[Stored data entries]
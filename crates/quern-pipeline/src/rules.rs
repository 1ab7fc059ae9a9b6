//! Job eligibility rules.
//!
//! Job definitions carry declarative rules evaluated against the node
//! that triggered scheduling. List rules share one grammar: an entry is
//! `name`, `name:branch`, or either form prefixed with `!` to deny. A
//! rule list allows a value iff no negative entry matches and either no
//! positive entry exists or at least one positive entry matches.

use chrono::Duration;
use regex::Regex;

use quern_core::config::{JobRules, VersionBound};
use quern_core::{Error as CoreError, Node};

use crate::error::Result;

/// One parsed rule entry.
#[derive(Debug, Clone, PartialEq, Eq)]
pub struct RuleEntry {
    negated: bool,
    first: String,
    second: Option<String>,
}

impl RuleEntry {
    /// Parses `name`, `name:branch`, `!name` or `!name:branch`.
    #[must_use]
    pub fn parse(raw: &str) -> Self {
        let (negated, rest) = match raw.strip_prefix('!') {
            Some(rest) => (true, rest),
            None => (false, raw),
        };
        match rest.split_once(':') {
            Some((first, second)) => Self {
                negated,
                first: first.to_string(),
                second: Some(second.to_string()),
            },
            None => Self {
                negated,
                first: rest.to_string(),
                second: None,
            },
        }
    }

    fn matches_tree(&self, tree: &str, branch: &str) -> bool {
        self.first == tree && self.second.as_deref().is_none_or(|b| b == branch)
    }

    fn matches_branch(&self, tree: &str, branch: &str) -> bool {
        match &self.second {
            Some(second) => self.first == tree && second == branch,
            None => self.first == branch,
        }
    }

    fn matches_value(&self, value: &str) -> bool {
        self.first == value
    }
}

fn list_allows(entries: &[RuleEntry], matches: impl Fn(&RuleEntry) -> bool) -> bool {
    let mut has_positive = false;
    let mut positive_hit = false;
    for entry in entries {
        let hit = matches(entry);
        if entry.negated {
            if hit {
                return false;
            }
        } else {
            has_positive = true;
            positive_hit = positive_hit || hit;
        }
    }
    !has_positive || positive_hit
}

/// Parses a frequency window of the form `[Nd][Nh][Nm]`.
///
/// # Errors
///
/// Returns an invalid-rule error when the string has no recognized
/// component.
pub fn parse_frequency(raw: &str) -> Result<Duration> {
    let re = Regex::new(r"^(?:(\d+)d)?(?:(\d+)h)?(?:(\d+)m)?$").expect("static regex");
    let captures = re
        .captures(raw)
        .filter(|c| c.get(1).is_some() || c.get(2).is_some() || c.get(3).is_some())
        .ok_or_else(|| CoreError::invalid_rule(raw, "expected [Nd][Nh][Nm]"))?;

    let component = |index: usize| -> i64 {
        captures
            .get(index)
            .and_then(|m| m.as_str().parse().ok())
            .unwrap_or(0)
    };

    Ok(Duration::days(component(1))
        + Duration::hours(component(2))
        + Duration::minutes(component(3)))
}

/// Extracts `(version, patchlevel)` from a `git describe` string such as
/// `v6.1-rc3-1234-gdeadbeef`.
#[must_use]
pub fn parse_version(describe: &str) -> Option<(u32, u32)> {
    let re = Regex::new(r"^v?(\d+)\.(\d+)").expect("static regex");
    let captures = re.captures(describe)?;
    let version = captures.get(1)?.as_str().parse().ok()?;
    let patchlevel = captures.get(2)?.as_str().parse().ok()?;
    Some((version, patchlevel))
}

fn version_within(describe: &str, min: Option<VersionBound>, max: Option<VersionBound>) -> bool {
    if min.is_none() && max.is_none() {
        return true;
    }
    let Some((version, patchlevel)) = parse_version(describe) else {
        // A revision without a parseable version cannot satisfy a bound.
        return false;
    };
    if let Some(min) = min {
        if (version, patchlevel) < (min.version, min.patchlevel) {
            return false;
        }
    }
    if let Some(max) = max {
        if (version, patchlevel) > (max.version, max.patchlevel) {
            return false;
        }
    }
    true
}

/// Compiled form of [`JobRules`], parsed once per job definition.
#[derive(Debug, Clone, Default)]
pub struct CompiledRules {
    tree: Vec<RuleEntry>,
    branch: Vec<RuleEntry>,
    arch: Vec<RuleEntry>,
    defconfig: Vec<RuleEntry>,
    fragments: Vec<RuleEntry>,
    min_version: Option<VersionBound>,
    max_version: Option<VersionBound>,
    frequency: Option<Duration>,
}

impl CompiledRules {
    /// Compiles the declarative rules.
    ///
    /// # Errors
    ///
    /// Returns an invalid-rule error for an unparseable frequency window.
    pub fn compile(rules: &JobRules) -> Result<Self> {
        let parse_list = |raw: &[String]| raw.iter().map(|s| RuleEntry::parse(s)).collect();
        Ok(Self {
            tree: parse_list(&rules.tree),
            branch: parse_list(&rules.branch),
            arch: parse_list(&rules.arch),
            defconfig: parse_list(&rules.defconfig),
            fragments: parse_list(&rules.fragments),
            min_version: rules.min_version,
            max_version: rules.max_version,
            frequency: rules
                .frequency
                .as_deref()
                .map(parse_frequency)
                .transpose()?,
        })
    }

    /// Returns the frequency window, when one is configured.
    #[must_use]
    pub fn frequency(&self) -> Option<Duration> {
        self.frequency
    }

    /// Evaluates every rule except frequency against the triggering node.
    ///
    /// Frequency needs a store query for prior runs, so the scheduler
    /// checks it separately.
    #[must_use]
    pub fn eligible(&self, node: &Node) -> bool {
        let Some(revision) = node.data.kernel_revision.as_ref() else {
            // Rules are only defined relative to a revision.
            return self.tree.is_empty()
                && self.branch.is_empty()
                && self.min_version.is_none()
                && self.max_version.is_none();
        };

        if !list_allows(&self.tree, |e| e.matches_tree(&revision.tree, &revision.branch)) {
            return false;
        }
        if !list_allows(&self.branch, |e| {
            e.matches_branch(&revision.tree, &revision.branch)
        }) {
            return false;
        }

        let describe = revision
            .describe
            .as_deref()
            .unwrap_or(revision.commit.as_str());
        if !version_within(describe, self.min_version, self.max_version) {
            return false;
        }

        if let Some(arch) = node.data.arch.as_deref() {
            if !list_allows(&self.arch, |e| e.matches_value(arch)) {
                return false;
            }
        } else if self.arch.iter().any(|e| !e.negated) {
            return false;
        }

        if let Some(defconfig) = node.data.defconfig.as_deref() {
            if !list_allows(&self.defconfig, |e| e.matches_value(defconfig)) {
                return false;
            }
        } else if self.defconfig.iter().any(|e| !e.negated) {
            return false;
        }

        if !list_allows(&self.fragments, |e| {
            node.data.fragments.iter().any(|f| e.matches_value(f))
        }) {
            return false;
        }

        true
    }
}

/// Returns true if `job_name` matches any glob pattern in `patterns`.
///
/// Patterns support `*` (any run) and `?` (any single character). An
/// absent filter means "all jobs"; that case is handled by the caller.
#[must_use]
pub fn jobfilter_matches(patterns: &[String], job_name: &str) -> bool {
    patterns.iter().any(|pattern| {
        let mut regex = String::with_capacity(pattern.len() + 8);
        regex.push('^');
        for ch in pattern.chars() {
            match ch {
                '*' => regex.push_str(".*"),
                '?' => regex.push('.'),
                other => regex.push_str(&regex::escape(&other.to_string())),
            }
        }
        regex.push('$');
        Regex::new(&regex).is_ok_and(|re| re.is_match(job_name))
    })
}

- [TASK BRIEF]
Give back exactly the lines from the first line of the records through the line holding "fn list_allows(entries: &[RuleEntry], matches: impl", including both of those lines and leaving out all others.

- [EXERCISE RESPONSE]
filename crates/quern-pipeline/src/rules.rs
repository 1ab7fc059ae9a9b6
//! Job eligibility rules.
//!
//! Job definitions carry declarative rules evaluated against the node
//! that triggered scheduling. List rules share one grammar: an entry is
//! `name`, `name:branch`, or either form prefixed with `!` to deny. A
//! rule list allows a value iff no negative entry matches and either no
//! positive entry exists or at least one positive entry matches.

use chrono::Duration;
use regex::Regex;

use quern_core::config::{JobRules, VersionBound};
use quern_core::{Error as CoreError, Node};

use crate::error::Result;

/// One parsed rule entry.
#[derive(Debug, Clone, PartialEq, Eq)]
pub struct RuleEntry {
    negated: bool,
    first: String,
    second: Option<String>,
}

impl RuleEntry {
    /// Parses `name`, `name:branch`, `!name` or `!name:branch`.
    #[must_use]
    pub fn parse(raw: &str) -> Self {
        let (negated, rest) = match raw.strip_prefix('!') {
            Some(rest) => (true, rest),
            None => (false, raw),
        };
        match rest.split_once(':') {
            Some((first, second)) => Self {
                negated,
                first: first.to_string(),
                second: Some(second.to_string()),
            },
            None => Self {
                negated,
                first: rest.to_string(),
                second: None,
            },
        }
    }

    fn matches_tree(&self, tree: &str, branch: &str) -> bool {
        self.first == tree && self.second.as_deref().is_none_or(|b| b == branch)
    }

    fn matches_branch(&self, tree: &str, branch: &str) -> bool {
        match &self.second {
            Some(second) => self.first == tree && second == branch,
            None => self.first == branch,
        }
    }

    fn matches_value(&self, value: &str) -> bool {
        self.first == value
    }
}

fn list_allows(entries: &[RuleEntry], matches: impl Fn(&RuleEntry) -> bool) -> bool {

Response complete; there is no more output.